• [GOAL OF THE EXERCISE] Scan the listing for the word "into" and report every line that contains it.

• [SOURCE MATERIAL]
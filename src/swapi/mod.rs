//! Client for the Star Wars directory API (swapi.dev).

pub mod api_types;
pub mod cache;
pub mod cached_client;
pub mod client;
pub mod types;
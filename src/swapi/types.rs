//! Domain types for the galactic directory.
//!
//! Every resource carries its canonical API URL; that URL is the stable,
//! opaque identifier used throughout the app (favorites, cache tags,
//! cross-resource references).

use serde::{Deserialize, Serialize};

/// Gender classification as served by the directory.
///
/// The editable set is male / female / n-a; anything else the remote
/// serves (droids predate the schema) deserializes to `Unknown` rather
/// than failing the whole payload.
#[derive(Debug, Clone, Copy, Default, PartialEq, Eq, Serialize, Deserialize)]
#[serde(rename_all = "lowercase")]
pub enum Gender {
  Male,
  Female,
  #[serde(rename = "n/a")]
  NotApplicable,
  #[serde(other)]
  #[default]
  Unknown,
}

impl Gender {
  pub fn as_str(&self) -> &'static str {
    match self {
      Gender::Male => "male",
      Gender::Female => "female",
      Gender::NotApplicable => "n/a",
      Gender::Unknown => "unknown",
    }
  }

  /// Next value in the edit cycle. Editing only offers the closed set,
  /// so `Unknown` enters the cycle at `Male`.
  pub fn cycled(self) -> Gender {
    match self {
      Gender::Male => Gender::Female,
      Gender::Female => Gender::NotApplicable,
      Gender::NotApplicable | Gender::Unknown => Gender::Male,
    }
  }
}

impl std::fmt::Display for Gender {
  fn fmt(&self, f: &mut std::fmt::Formatter<'_>) -> std::fmt::Result {
    f.write_str(self.as_str())
  }
}

/// A character record.
///
/// `height` stays a string because the remote serves measurements like
/// "172" and "unknown" interchangeably. `height` and `gender` are the two
/// fields a favorite may locally override.
#[derive(Debug, Clone, Default, PartialEq, Serialize, Deserialize)]
pub struct Character {
  pub url: String,
  #[serde(default)]
  pub name: String,
  #[serde(default)]
  pub height: String,
  #[serde(default)]
  pub mass: String,
  #[serde(default)]
  pub hair_color: String,
  #[serde(default)]
  pub skin_color: String,
  #[serde(default)]
  pub eye_color: String,
  #[serde(default)]
  pub birth_year: String,
  #[serde(default)]
  pub gender: Gender,
  #[serde(default)]
  pub homeworld: String,
  #[serde(default)]
  pub films: Vec<String>,
  #[serde(default)]
  pub starships: Vec<String>,
}

/// One page of a character listing.
#[derive(Debug, Clone, PartialEq, Serialize, Deserialize)]
pub struct CharacterPage {
  /// Total number of matches across all pages.
  pub count: u64,
  /// The 1-based page this payload covers.
  pub page: u32,
  pub results: Vec<Character>,
}

impl CharacterPage {
  pub fn total_pages(&self, page_size: u32) -> u32 {
    if page_size == 0 {
      return 0;
    }
    self.count.div_ceil(page_size as u64) as u32
  }
}

// The joined resources only contribute their display names to the detail
// view; the rest of their (large) wire shapes is ignored.

#[derive(Debug, Clone, PartialEq, Serialize, Deserialize)]
pub struct Planet {
  pub url: String,
  #[serde(default)]
  pub name: String,
}

#[derive(Debug, Clone, PartialEq, Serialize, Deserialize)]
pub struct Film {
  pub url: String,
  #[serde(default)]
  pub title: String,
}

#[derive(Debug, Clone, PartialEq, Serialize, Deserialize)]
pub struct Starship {
  pub url: String,
  #[serde(default)]
  pub name: String,
}

/// Extract the trailing id segment of a resource URL.
///
/// `https://swapi.dev/api/planets/1/` → `1`. Returns an empty string for
/// URLs with no path segments.
pub fn id_from_url(url: &str) -> &str {
  url.split('/').filter(|s| !s.is_empty()).next_back().unwrap_or("")
}
//! Image references, compression, caching and resolution.
//!
//! Report images are plain strings in one of several representations:
//! inline data URIs, remote blob URLs, or `rtdb://` keys into the legacy
//! store. This module classifies them, compresses new ones before storage,
//! and resolves stored ones back into something a renderer can display.

pub mod cache;
pub mod codec;
pub mod legacy;
pub mod reference;
pub mod resolver;
pub mod upload;

pub use cache::ImageCache;
pub use codec::{compress, try_compress, CodecError, CompressionPreset};
pub use legacy::LegacyResolver;
pub use reference::{ImageRef, ImageRefKind};
pub use resolver::BatchResolver;
pub use upload::{ImageUploader, StorageMode, UploadFile, UploadSummary};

• [RESPONSE FOR THIS EXERCISE]
//! inline data URIs, remote blob URLs, or `rtdb://` keys into the legacy
//! and resolves stored ones back into something a renderer can display.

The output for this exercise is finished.